(SUPPLIED RECORDS)
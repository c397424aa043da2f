use crate::api::envelope::{ApiResponse, HandlerResult};
use crate::AppState;
use axum::extract::State;
use serde::Serialize;

#[derive(Debug, Serialize)]
#[serde(rename_all = "camelCase")]
pub struct HealthStatus {
    pub status: &'static str,
    pub environment: String,
}

/// GET /health
pub async fn health(State(state): State<AppState>) -> HandlerResult<HealthStatus> {
    Ok(ApiResponse::ok(HealthStatus {
        status: "ok",
        environment: state.config.environment.clone(),
    }))
}
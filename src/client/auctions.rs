//! Typed client for the auction endpoints.

use crate::api::auctions::{
    BatchBody, BulkBody, BulkResponse, FeatureBody, PlaceBidBody, WatchResponse,
};
use crate::client::http::{ApiClient, ClientPage, ClientResult};
use crate::models::{Auction, Bid};
use crate::services::{BulkAction, BulkOutcome, CreateAuction, UpdateAuction};
use rust_decimal::Decimal;
use tracing::warn;
use url::form_urlencoded;
use uuid::Uuid;

/// Optional filters for `list`. Everything is serialized into the
/// query string; `None` fields are omitted.
#[derive(Debug, Default, Clone)]
pub struct ListAuctions {
    pub status: Option<String>,
    pub shop_id: Option<Uuid>,
    pub seller_id: Option<Uuid>,
    pub search: Option<String>,
    pub featured: Option<bool>,
    pub sort: Option<String>,
    pub sort_order: Option<String>,
    pub limit: Option<usize>,
    pub start_after: Option<Uuid>,
}

impl ListAuctions {
    /// Values go through form encoding; a search term with spaces or `&`
    /// must not break the query.
    fn query_string(&self) -> String {
        let mut query = form_urlencoded::Serializer::new(String::new());
        if let Some(v) = &self.status {
            query.append_pair("status", v);
        }
        if let Some(v) = self.shop_id {
            query.append_pair("shopId", &v.to_string());
        }
        if let Some(v) = self.seller_id {
            query.append_pair("sellerId", &v.to_string());
        }
        if let Some(v) = &self.search {
            query.append_pair("search", v);
        }
        if let Some(v) = self.featured {
            query.append_pair("featured", if v { "true" } else { "false" });
        }
        if let Some(v) = &self.sort {
            query.append_pair("sort", v);
        }
        if let Some(v) = &self.sort_order {
            query.append_pair("sortOrder", v);
        }
        if let Some(v) = self.limit {
            query.append_pair("limit", &v.to_string());
        }
        if let Some(v) = self.start_after {
            query.append_pair("startAfter", &v.to_string());
        }
        let encoded = query.finish();
        if encoded.is_empty() {
            String::new()
        } else {
            format!("?{}", encoded)
        }
    }
}

/// Paging and ordering options for bid history.
#[derive(Debug, Default, Clone)]
pub struct ListBids {
    pub limit: Option<usize>,
    pub start_after: Option<Uuid>,
    pub sort_order: Option<String>,
}

impl ListBids {
    fn query_string(&self) -> String {
        let mut query = form_urlencoded::Serializer::new(String::new());
        if let Some(v) = self.limit {
            query.append_pair("limit", &v.to_string());
        }
        if let Some(v) = self.start_after {
            query.append_pair("startAfter", &v.to_string());
        }
        if let Some(v) = &self.sort_order {
            query.append_pair("sortOrder", v);
        }
        let encoded = query.finish();
        if encoded.is_empty() {
            String::new()
        } else {
            format!("?{}", encoded)
        }
    }
}

/// Client over the `/auctions` endpoint group.
#[derive(Debug, Clone)]
pub struct AuctionsClient {
    api: ApiClient,
}

impl AuctionsClient {
    pub fn new(api: ApiClient) -> Self {
        Self { api }
    }

    /// List auctions; the returned page carries the cursor for the next one.
    pub async fn list(&self, filters: &ListAuctions) -> ClientResult<ClientPage<Auction>> {
        self.api
            .get_paginated(&format!("/auctions{}", filters.query_string()))
            .await
    }

    /// Fetch one auction by id or slug.
    pub async fn get(&self, key: &str) -> ClientResult<Auction> {
        self.api.get(&format!("/auctions/{}", key)).await
    }

    pub async fn create(&self, input: &CreateAuction) -> ClientResult<Auction> {
        self.api.post("/auctions", input).await
    }

    pub async fn update(&self, id: Uuid, input: &UpdateAuction) -> ClientResult<Auction> {
        self.api.put(&format!("/auctions/{}", id), input).await
    }

    pub async fn delete(&self, id: Uuid) -> ClientResult<()> {
        self.api.delete(&format!("/auctions/{}", id)).await
    }

    pub async fn place_bid(
        &self,
        auction_id: Uuid,
        amount: Decimal,
        max_auto_bid_amount: Option<Decimal>,
    ) -> ClientResult<Bid> {
        let body = PlaceBidBody {
            amount,
            is_auto_bid: max_auto_bid_amount.is_some(),
            max_auto_bid_amount,
        };
        self.api
            .post(&format!("/auctions/{}/bid", auction_id), &body)
            .await
    }

    /// Paginated bid history, newest first unless `sort_order` is `asc`.
    pub async fn get_bids(
        &self,
        auction_id: Uuid,
        options: &ListBids,
    ) -> ClientResult<ClientPage<Bid>> {
        self.api
            .get_paginated(&format!(
                "/auctions/{}/bids{}",
                auction_id,
                options.query_string()
            ))
            .await
    }

    pub async fn toggle_watch(&self, auction_id: Uuid) -> ClientResult<bool> {
        let response: WatchResponse = self
            .api
            .post_empty(&format!("/auctions/{}/watch", auction_id))
            .await?;
        Ok(response.watching)
    }

    pub async fn bulk(
        &self,
        action: BulkAction,
        ids: Vec<Uuid>,
        updates: Option<UpdateAuction>,
    ) -> ClientResult<BulkOutcome> {
        let body = BulkBody {
            action,
            ids,
            updates,
        };
        let response: BulkResponse = self.api.post("/auctions/bulk", &body).await?;
        Ok(response.results)
    }

    /// Batch lookup by id. An empty or absent id list never hits the
    /// network; callers routinely pass through whatever a cart or
    /// watchlist page produced.
    pub async fn get_by_ids(&self, ids: Option<&[Uuid]>) -> ClientResult<Vec<Auction>> {
        let ids = match ids {
            Some(ids) if !ids.is_empty() => ids.to_vec(),
            _ => return Ok(Vec::new()),
        };
        let body = BatchBody { ids: Some(ids) };
        self.api.post("/auctions/batch", &body).await
    }

    /// Featured rail for the storefront. Failures degrade to an empty
    /// list so the page renders without the rail.
    pub async fn get_featured(&self, limit: usize) -> Vec<Auction> {
        match self
            .api
            .get(&format!("/auctions/featured?limit={}", limit))
            .await
        {
            Ok(items) => items,
            Err(e) => {
                warn!("Featured auctions fetch failed, returning empty: {}", e);
                Vec::new()
            }
        }
    }

    pub async fn get_live(&self, limit: usize) -> ClientResult<Vec<Auction>> {
        self.api
            .get(&format!("/auctions/live?limit={}", limit))
            .await
    }

    pub async fn get_homepage(&self, limit: usize) -> ClientResult<Vec<Auction>> {
        self.api
            .get(&format!("/auctions/homepage?limit={}", limit))
            .await
    }

    pub async fn get_similar(&self, auction_id: Uuid, limit: usize) -> ClientResult<Vec<Auction>> {
        self.api
            .get(&format!("/auctions/{}/similar?limit={}", auction_id, limit))
            .await
    }

    pub async fn get_seller_auctions(&self, seller_id: Uuid) -> ClientResult<ClientPage<Auction>> {
        self.api
            .get_paginated(&format!("/sellers/{}/auctions", seller_id))
            .await
    }

    pub async fn get_my_bids(&self) -> ClientResult<Vec<Bid>> {
        self.api.get("/users/me/bids").await
    }

    pub async fn get_watchlist(&self) -> ClientResult<Vec<Auction>> {
        self.api.get("/users/me/watchlist").await
    }

    pub async fn get_won_auctions(&self) -> ClientResult<Vec<Auction>> {
        self.api.get("/users/me/won").await
    }

    pub async fn set_featured(
        &self,
        auction_id: Uuid,
        featured: bool,
        priority: i32,
    ) -> ClientResult<Auction> {
        let body = FeatureBody { featured, priority };
        self.api
            .post(&format!("/auctions/{}/feature", auction_id), &body)
            .await
    }
}
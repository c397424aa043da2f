use crate::error::{AppError, AppResult};
use crate::models::{Auction, Bid, LedgerEntry};
use rust_decimal::Decimal;
use serde::{Deserialize, Serialize};
use std::fs::OpenOptions;
use std::io::Write;
use std::path::PathBuf;
use std::sync::Arc;
use tokio::sync::Mutex;
use tracing::info;
use uuid::Uuid;

/// Audit log entry
#[derive(Debug, Clone, Serialize, Deserialize)]
pub struct AuditLogEntry {
    pub timestamp: i64,
    pub event_type: String, // "bid_placed", "auction_cancelled", "balance_adjusted", etc.
    pub auction_id: Option<Uuid>,
    pub user_id: Option<Uuid>,
    pub details: serde_json::Value,
}

/// Audit trail service for logging all important actions
pub struct AuditTrailService {
    #[allow(dead_code)]
    log_file: PathBuf,
    file_handle: Arc<Mutex<std::fs::File>>,
}

impl AuditTrailService {
    /// Create a new audit trail service
    pub fn new(log_directory: PathBuf) -> AppResult<Self> {
        // Ensure directory exists
        std::fs::create_dir_all(&log_directory)
            .map_err(|e| AppError::Message(format!("Failed to create log directory: {}", e)))?;

        // Create log file with date
        let date = chrono::Utc::now().format("%Y-%m-%d");
        let log_file = log_directory.join(format!("audit_{}.log", date));

        // Open file in append mode
        let file = OpenOptions::new()
            .create(true)
            .append(true)
            .open(&log_file)
            .map_err(|e| AppError::Message(format!("Failed to open audit log file: {}", e)))?;

        info!("Audit trail initialized: {:?}", log_file);

        Ok(Self {
            log_file,
            file_handle: Arc::new(Mutex::new(file)),
        })
    }

    /// Log an audit entry
    pub async fn log(&self, entry: AuditLogEntry) -> AppResult<()> {
        let json = serde_json::to_string(&entry).map_err(AppError::Serialization)?;

        let mut file = self.file_handle.lock().await;
        writeln!(file, "{}", json)
            .map_err(|e| AppError::Message(format!("Failed to write audit log: {}", e)))?;

        file.flush()
            .map_err(|e| AppError::Message(format!("Failed to flush audit log: {}", e)))?;

        Ok(())
    }

    /// Log bid acceptance
    pub async fn log_bid_placed(&self, bid: &Bid, current_price: Decimal) -> AppResult<()> {
        let entry = AuditLogEntry {
            timestamp: chrono::Utc::now().timestamp(),
            event_type: "bid_placed".to_string(),
            auction_id: Some(bid.auction_id),
            user_id: Some(bid.user_id),
            details: serde_json::json!({
                "bid_id": bid.id.to_string(),
                "amount": bid.amount.to_string(),
                "is_auto_bid": bid.is_auto_bid,
                "current_price": current_price.to_string(),
            }),
        };

        self.log(entry).await
    }

    /// Log an auction lifecycle transition
    pub async fn log_auction_transition(
        &self,
        auction: &Auction,
        from: &str,
        actor: Option<Uuid>,
    ) -> AppResult<()> {
        let entry = AuditLogEntry {
            timestamp: chrono::Utc::now().timestamp(),
            event_type: "auction_transition".to_string(),
            auction_id: Some(auction.id),
            user_id: actor,
            details: serde_json::json!({
                "slug": auction.slug,
                "from": from,
                "to": auction.status,
                "current_price": auction.current_price.to_string(),
                "total_bids": auction.total_bids,
            }),
        };

        self.log(entry).await
    }

    /// Log an admin balance adjustment as an irreversible ledger event with
    /// actor and before/after snapshots
    pub async fn log_balance_adjusted(&self, entry: &LedgerEntry) -> AppResult<()> {
        let log_entry = AuditLogEntry {
            timestamp: chrono::Utc::now().timestamp(),
            event_type: "balance_adjusted".to_string(),
            auction_id: entry.auction_id,
            user_id: Some(entry.user_id),
            details: serde_json::json!({
                "entry_id": entry.id.to_string(),
                "amount": entry.amount.to_string(),
                "available_before": entry.available_before.to_string(),
                "available_after": entry.available_after.to_string(),
                "reason": entry.reason,
                "actor": entry.actor.map(|a| a.to_string()),
            }),
        };

        self.log(log_entry).await
    }
}
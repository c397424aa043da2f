use chrono::NaiveDateTime;
use rust_decimal::Decimal;
use serde::{Deserialize, Serialize};
use uuid::Uuid;

/// Auction lifecycle status
#[derive(Debug, Clone, Copy, PartialEq, Eq, Serialize, Deserialize)]
#[serde(rename_all = "lowercase")]
pub enum AuctionStatus {
    Scheduled,
    Active,
    Ended,
    Cancelled,
}

impl AuctionStatus {
    /// Convert from stored string
    pub fn from_str(s: &str) -> Result<Self, String> {
        match s.to_lowercase().as_str() {
            "scheduled" => Ok(AuctionStatus::Scheduled),
            "active" => Ok(AuctionStatus::Active),
            "ended" => Ok(AuctionStatus::Ended),
            "cancelled" => Ok(AuctionStatus::Cancelled),
            _ => Err(format!("Invalid status: {}", s)),
        }
    }

    /// Convert to stored string
    pub fn as_str(&self) -> &'static str {
        match self {
            AuctionStatus::Scheduled => "scheduled",
            AuctionStatus::Active => "active",
            AuctionStatus::Ended => "ended",
            AuctionStatus::Cancelled => "cancelled",
        }
    }

    /// Terminal states accept no further transitions
    pub fn is_terminal(&self) -> bool {
        matches!(self, AuctionStatus::Ended | AuctionStatus::Cancelled)
    }
}

impl From<String> for AuctionStatus {
    fn from(s: String) -> Self {
        Self::from_str(&s).unwrap_or(AuctionStatus::Scheduled)
    }
}

impl From<AuctionStatus> for String {
    fn from(status: AuctionStatus) -> Self {
        status.as_str().to_string()
    }
}

/// Auction model representing a time-boxed competitive sale
#[derive(Debug, Clone, Serialize, Deserialize)]
#[serde(rename_all = "camelCase")]
pub struct Auction {
    pub id: Uuid,
    pub slug: String,
    pub seller_id: Uuid,
    pub shop_id: Uuid,
    pub title: String,
    pub description: Option<String>,
    pub starting_price: Decimal,
    /// Monotonically non-decreasing once bidding starts
    pub current_price: Decimal,
    /// Hidden minimum for a binding sale
    pub reserve_price: Option<Decimal>,
    /// Minimum delta between consecutive bids
    pub bid_increment: Decimal,
    pub start_time: NaiveDateTime,
    pub end_time: NaiveDateTime,
    pub status: String, // Stored as TEXT, use AuctionStatus enum for type safety
    pub total_bids: i64,
    pub watchers: i64,
    pub featured: bool,
    pub featured_priority: i32,
    pub created_at: NaiveDateTime,
}

impl Auction {
    /// Create a new Auction. Status depends on whether the start time has
    /// already passed.
    #[allow(clippy::too_many_arguments)]
    pub fn new(
        slug: String,
        seller_id: Uuid,
        shop_id: Uuid,
        title: String,
        description: Option<String>,
        starting_price: Decimal,
        reserve_price: Option<Decimal>,
        bid_increment: Decimal,
        start_time: NaiveDateTime,
        end_time: NaiveDateTime,
    ) -> Self {
        let now = chrono::Utc::now().naive_utc();
        let status = if start_time <= now {
            AuctionStatus::Active
        } else {
            AuctionStatus::Scheduled
        };

        Self {
            id: Uuid::new_v4(),
            slug,
            seller_id,
            shop_id,
            title,
            description,
            starting_price,
            current_price: starting_price,
            reserve_price,
            bid_increment,
            start_time,
            end_time,
            status: status.as_str().to_string(),
            total_bids: 0,
            watchers: 0,
            featured: false,
            featured_priority: 0,
            created_at: now,
        }
    }

    /// Get status as an enum
    pub fn status_enum(&self) -> AuctionStatus {
        AuctionStatus::from_str(&self.status).unwrap_or(AuctionStatus::Scheduled)
    }

    /// Check if auction is currently accepting bids
    pub fn is_active(&self) -> bool {
        self.status_enum() == AuctionStatus::Active
    }

    /// Smallest bid the acceptance rules will admit
    pub fn minimum_next_bid(&self) -> Decimal {
        self.current_price + self.bid_increment
    }

    /// A sale is only binding once the reserve (if any) is met
    pub fn reserve_met(&self) -> bool {
        match self.reserve_price {
            Some(reserve) => self.current_price >= reserve,
            None => true,
        }
    }

    /// Validate commercial and temporal attributes at creation time
    pub fn validate(&self) -> Result<(), String> {
        if self.slug.trim().is_empty() {
            return Err("Slug must not be empty".to_string());
        }
        if self.title.trim().is_empty() {
            return Err("Title must not be empty".to_string());
        }
        if self.starting_price <= Decimal::ZERO {
            return Err("Starting price must be positive".to_string());
        }
        if self.bid_increment <= Decimal::ZERO {
            return Err("Bid increment must be positive".to_string());
        }
        if self.end_time <= self.start_time {
            return Err("End time must be after start time".to_string());
        }
        if let Some(reserve) = self.reserve_price {
            if reserve < self.starting_price {
                return Err("Reserve price must not be below the starting price".to_string());
            }
        }
        if self.current_price < self.starting_price {
            return Err("Current price must not be below the starting price".to_string());
        }
        Ok(())
    }
}
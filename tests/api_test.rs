mod helpers;

use axum::body::Body;
use axum::http::{header, Request, StatusCode};
use axum::Router;
use helpers::*;
use http_body_util::BodyExt;
use ripmarket_backend::api;
use ripmarket_backend::auth::Actor;
use serde_json::{json, Value};
use tower::ServiceExt;
use uuid::Uuid;

fn app() -> (ripmarket_backend::AppState, Router) {
    let state = test_state();
    let router = api::router(state.clone());
    (state, router)
}

fn get(path: &str) -> Request<Body> {
    Request::builder()
        .uri(path)
        .body(Body::empty())
        .expect("request builds")
}

fn get_as(path: &str, actor: Actor) -> Request<Body> {
    Request::builder()
        .uri(path)
        .header("x-user-id", actor.user_id.to_string())
        .header("x-user-role", actor.role.as_str())
        .body(Body::empty())
        .expect("request builds")
}

fn post_as(path: &str, actor: Actor, body: Value) -> Request<Body> {
    Request::builder()
        .method("POST")
        .uri(path)
        .header("x-user-id", actor.user_id.to_string())
        .header("x-user-role", actor.role.as_str())
        .header(header::CONTENT_TYPE, "application/json")
        .body(Body::from(body.to_string()))
        .expect("request builds")
}

async fn body_json(response: axum::response::Response) -> Value {
    let bytes = response
        .into_body()
        .collect()
        .await
        .expect("body collects")
        .to_bytes();
    serde_json::from_slice(&bytes).expect("body is JSON")
}

// ============================================================================
// Envelope & status codes
// ============================================================================

#[tokio::test]
async fn test_health_reports_ok() {
    let (_state, router) = app();
    let response = router.oneshot(get("/health")).await.unwrap();
    assert_eq!(response.status(), StatusCode::OK);

    let body = body_json(response).await;
    assert_eq!(body["success"], json!(true));
    assert_eq!(body["data"]["status"], json!("ok"));
}

#[tokio::test]
async fn test_missing_auction_is_404_with_error_envelope() {
    let (_state, router) = app();
    let response = router
        .oneshot(get(&format!("/auctions/{}", Uuid::new_v4())))
        .await
        .unwrap();
    assert_eq!(response.status(), StatusCode::NOT_FOUND);

    let body = body_json(response).await;
    assert_eq!(body["success"], json!(false));
    assert!(body["error"].is_string());
    assert!(body.get("data").is_none());
}

#[tokio::test]
async fn test_mutation_without_identity_is_403() {
    let (state, router) = app();
    let auction = create_active_auction(&state, seller(), 1000, 100, None).await;

    let request = Request::builder()
        .method("POST")
        .uri(format!("/auctions/{}/bid", auction.id))
        .header(header::CONTENT_TYPE, "application/json")
        .body(Body::from(json!({ "amount": "1100" }).to_string()))
        .unwrap();
    let response = router.oneshot(request).await.unwrap();
    assert_eq!(response.status(), StatusCode::FORBIDDEN);
}

#[tokio::test]
async fn test_admin_endpoints_reject_plain_users() {
    let (_state, router) = app();
    let response = router
        .oneshot(get_as("/admin/riplimit/stats", buyer()))
        .await
        .unwrap();
    assert_eq!(response.status(), StatusCode::FORBIDDEN);
}

// ============================================================================
// Bid flow over HTTP
// ============================================================================

#[tokio::test]
async fn test_bid_round_trip_over_http() {
    let (state, router) = app();
    let auction = create_active_auction(&state, seller(), 1000, 100, None).await;
    let alice = buyer();
    seed_balance(&state, alice.user_id, 5000).await;

    let response = router
        .clone()
        .oneshot(post_as(
            &format!("/auctions/{}/bid", auction.id),
            alice,
            json!({ "amount": "1100" }),
        ))
        .await
        .unwrap();
    assert_eq!(response.status(), StatusCode::OK);
    let body = body_json(response).await;
    assert_eq!(body["data"]["amount"], json!("1100"));

    // A too-low follow-up maps to 409 with the rejection reason
    let response = router
        .oneshot(post_as(
            &format!("/auctions/{}/bid", auction.id),
            alice,
            json!({ "amount": "1150" }),
        ))
        .await
        .unwrap();
    assert_eq!(response.status(), StatusCode::CONFLICT);
    let body = body_json(response).await;
    assert_eq!(body["success"], json!(false));
}

#[tokio::test]
async fn test_listing_carries_pagination_block() {
    let (state, router) = app();
    let owner = seller();
    for _ in 0..3 {
        create_active_auction(&state, owner, 1000, 100, None).await;
    }

    let response = router.oneshot(get("/auctions?limit=2")).await.unwrap();
    assert_eq!(response.status(), StatusCode::OK);

    let body = body_json(response).await;
    assert_eq!(body["data"].as_array().unwrap().len(), 2);
    assert_eq!(body["pagination"]["hasMore"], json!(true));
    assert!(body["pagination"]["nextCursor"].is_string());
}

#[tokio::test]
async fn test_static_routes_win_over_slug_lookup() {
    let (state, router) = app();
    let owner = seller();
    let auction = create_active_auction(&state, owner, 1000, 100, None).await;
    state
        .auction_service
        .set_featured(admin(), auction.id, true, 1)
        .await
        .unwrap();

    // "featured" must never be treated as a slug
    let response = router.oneshot(get("/auctions/featured")).await.unwrap();
    assert_eq!(response.status(), StatusCode::OK);
    let body = body_json(response).await;
    assert_eq!(body["data"].as_array().unwrap().len(), 1);
}

// ============================================================================
// Categories over HTTP
// ============================================================================

#[tokio::test]
async fn test_category_graph_over_http() {
    let (_state, router) = app();
    let root = admin();

    let response = router
        .clone()
        .oneshot(post_as(
            "/categories",
            root,
            json!({ "slug": "audio", "name": "Audio" }),
        ))
        .await
        .unwrap();
    assert_eq!(response.status(), StatusCode::OK);
    let audio_id = body_json(response).await["data"]["id"]
        .as_str()
        .unwrap()
        .to_string();

    let response = router
        .clone()
        .oneshot(post_as(
            "/categories",
            root,
            json!({ "slug": "amps", "name": "Amplifiers" }),
        ))
        .await
        .unwrap();
    assert_eq!(response.status(), StatusCode::OK);

    let response = router
        .clone()
        .oneshot(post_as(
            "/categories/amps/add-parent",
            root,
            json!({ "parentId": audio_id }),
        ))
        .await
        .unwrap();
    assert_eq!(response.status(), StatusCode::OK);

    let response = router
        .oneshot(get("/categories/amps/hierarchy"))
        .await
        .unwrap();
    let body = body_json(response).await;
    assert_eq!(body["data"].as_array().unwrap().len(), 1);
    assert_eq!(body["data"][0]["slug"], json!("audio"));
}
(End SUPPLIED RECORDS)
> [WORK INSTRUCTION]: Scan the entries above and show each line that contains the word "Ended".

> [COMPLETED EXERCISE]:
    Ended,
            "ended" => Ok(AuctionStatus::Ended),
            AuctionStatus::Ended => "ended",
        matches!(self, AuctionStatus::Ended | AuctionStatus::Cancelled)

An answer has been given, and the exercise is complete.